Jika kita teropong pandemi Covid 19 di Indonesia, ini adalah zona yang kita alami kisaran November 2019 ketika isu menyebarnya virus Corona dari Wuhan sudah beredar, hingga kisaran Februari 2020. Kita sudah mendengar kemungkinan dampak wabah ini, namun tak banyak orang dan organisasi mempersiapkan diri. Meme yang berisi candaan bahwa orang Indonesia biasa makan bakso sambil rumahnya terendam banjir seolah indikator kita yang pada masa itu belum peduli.

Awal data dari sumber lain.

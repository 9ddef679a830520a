//! 当前进程用户身份（SID）查询。
//!
//! 用户级锁定功能写入 `HKEY_USERS\<SID>`，因此需要会话用户的字符串 SID。
//!
//! 作者：考务安全浏览器项目组
//! 创建时间：2026-10-19
//! 修改时间：2026-10-19

use anyhow::{anyhow, Context, Result};
use kaowu_core::feature::UserIdentity;
use windows::core::PWSTR;
use windows::Win32::Foundation::{CloseHandle, LocalFree, HANDLE, HLOCAL};
use windows::Win32::Security::Authorization::ConvertSidToStringSidW;
use windows::Win32::Security::{GetTokenInformation, TokenUser, TOKEN_QUERY, TOKEN_USER};
use windows::Win32::System::Threading::{GetCurrentProcess, OpenProcessToken};

/// 获取当前进程用户的身份（SID + 用户名）。
///
/// 返回值：
/// - `UserIdentity.sid`：形如 `S-1-5-21-...` 的字符串 SID
/// - `UserIdentity.user_name`：取自 `USERNAME` 环境变量（可能为空）
///
/// 异常处理：
/// - 打开进程令牌或读取令牌信息失败会返回错误
pub fn current_user() -> Result<UserIdentity> {
    let sid = current_user_sid()?;
    let user_name = std::env::var("USERNAME").ok().filter(|s| !s.is_empty());
    Ok(UserIdentity::new(sid, user_name))
}

/// 读取当前进程令牌中的用户 SID 并转为字符串。
pub fn current_user_sid() -> Result<String> {
    unsafe {
        let mut token = HANDLE::default();
        OpenProcessToken(GetCurrentProcess(), TOKEN_QUERY, &mut token).context("打开进程令牌失败")?;
        let sid = token_user_sid(token);
        let _ = CloseHandle(token);
        sid
    }
}

unsafe fn token_user_sid(token: HANDLE) -> Result<String> {
    let mut needed = 0u32;
    // 第一次调用只用于获取缓冲区大小，预期返回“缓冲区不足”。
    let _ = GetTokenInformation(token, TokenUser, None, 0, &mut needed);
    if needed == 0 {
        return Err(anyhow!("读取令牌用户信息长度失败"));
    }

    let mut buffer = vec![0u64; (needed as usize).div_ceil(8)];
    GetTokenInformation(
        token,
        TokenUser,
        Some(buffer.as_mut_ptr().cast()),
        needed,
        &mut needed,
    )
    .context("读取令牌用户信息失败")?;
    let user = &*(buffer.as_ptr() as *const TOKEN_USER);

    let mut raw = PWSTR::null();
    ConvertSidToStringSidW(user.User.Sid, &mut raw).context("SID 转字符串失败")?;
    let sid = raw.to_string();
    let _ = LocalFree(HLOCAL(raw.0.cast()));
    sid.context("SID 字符串不是有效的 UTF-16")
}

Tapi jika dilihat lebih luas, zona status quo bisa amat panjang jika, misalnya, kita kaitkan dengan pola kerja jarak jauh (remote working) yang akhirnya menjadi tren 2 tahun belakangan ini. Kerja jarak jauh bukan tren kemarin sore, ia sudah ada sejak lama. Seorang kawan bahkan telah mendirikan perusahaan selama 5 tahun lebih dan kerja jarak jauh sejak lahir hingga kini. Artinya, ilmunya sudah ada dan dilatih orang sejak lama. Namun kita masih ada di zona status quo saat itu.

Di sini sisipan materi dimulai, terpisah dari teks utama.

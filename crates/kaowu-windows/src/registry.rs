//! 基于 Windows 注册表的键值存储。
//!
//! 主要用途：
//! - 为锁定核心提供 [`KeyValueStore`] 的真实实现（HKLM / HKEY_USERS / HKCU）
//! - 将 Win32 错误归类为 [`StoreError`]，权限不足单独区分，便于上层提示“需要管理员”
//!
//! 约定：
//! - 读取时键或值不存在视为“未设置”（`Ok(None)`），不是错误
//! - 写入时子键不存在会自动创建
//! - 只支持 DWORD 与字符串（REG_SZ / REG_EXPAND_SZ）两类值
//!
//! 作者：考务安全浏览器项目组
//! 创建时间：2026-10-19
//! 修改时间：2026-10-19

use std::io;

use kaowu_core::store::{Hive, KeyValueStore, Location, RegistryValue, StoreError};
use tracing::debug;
use winreg::enums::{RegType, HKEY_CURRENT_USER, HKEY_LOCAL_MACHINE, HKEY_USERS};
use winreg::types::FromRegValue;
use winreg::RegKey;

/// 注册表存储（无状态，每次调用都重新打开键）。
#[derive(Debug, Default, Clone, Copy)]
pub struct RegistryStore;

impl RegistryStore {
    pub fn new() -> Self {
        Self
    }
}

impl KeyValueStore for RegistryStore {
    fn read(&self, location: &Location) -> Result<Option<RegistryValue>, StoreError> {
        let key = match root(location.hive).open_subkey(&location.key) {
            Ok(key) => key,
            Err(e) if e.kind() == io::ErrorKind::NotFound => return Ok(None),
            Err(e) => return Err(classify(location, e)),
        };
        let raw = match key.get_raw_value(&location.name) {
            Ok(raw) => raw,
            Err(e) if e.kind() == io::ErrorKind::NotFound => return Ok(None),
            Err(e) => return Err(classify(location, e)),
        };
        let value = match raw.vtype {
            RegType::REG_DWORD => RegistryValue::Dword(u32::from_reg_value(&raw).map_err(|e| classify(location, e))?),
            RegType::REG_SZ | RegType::REG_EXPAND_SZ => {
                RegistryValue::Sz(String::from_reg_value(&raw).map_err(|e| classify(location, e))?)
            }
            _ => {
                return Err(StoreError::UnsupportedType {
                    location: location.to_string(),
                })
            }
        };
        Ok(Some(value))
    }

    fn write(&self, location: &Location, value: &RegistryValue) -> Result<(), StoreError> {
        let (key, _disp) = root(location.hive)
            .create_subkey(&location.key)
            .map_err(|e| classify(location, e))?;
        let written = match value {
            RegistryValue::Dword(v) => key.set_value(&location.name, v),
            RegistryValue::Sz(s) => key.set_value(&location.name, &s.as_str()),
        };
        written.map_err(|e| classify(location, e))?;
        debug!("写入注册表: {location} = {value}");
        Ok(())
    }
}

fn root(hive: Hive) -> RegKey {
    match hive {
        Hive::LocalMachine => RegKey::predef(HKEY_LOCAL_MACHINE),
        Hive::Users => RegKey::predef(HKEY_USERS),
        Hive::CurrentUser => RegKey::predef(HKEY_CURRENT_USER),
    }
}

fn classify(location: &Location, source: io::Error) -> StoreError {
    match source.kind() {
        io::ErrorKind::PermissionDenied => StoreError::AccessDenied {
            location: location.to_string(),
        },
        _ => StoreError::Io {
            location: location.to_string(),
            source,
        },
    }
}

Barulah ketika memasuki Maret 2020, kita memasuki zona kedua dalam perubahan, yaitu Zona Disrupsi atau Zona Gangguan. Dalam zona ini, perubahan biasanya diperkenalkan atau bahkan dipaksakan. Kebijakan PSBB hingga PPKM yang diterapkan pemerintah saat itu membuat banyak organisasi kalang kabut, dari organisasi bisnis hingga pendidikan. Orang yang stres terus-menerus kerja dari rumah bahkan hingga mengalami cabin fever meningkat. Sebuah perusahaan bahkan menyediakan jasa konselor untuk membantu karyawan mereka yang mengalaminya. Penjualan menurun, sebab permintaan pun demikian. Mereka yang, sebaliknya, mengalami peningkatan penjualan pun, tak sanggup menangani permintaan yang membludak.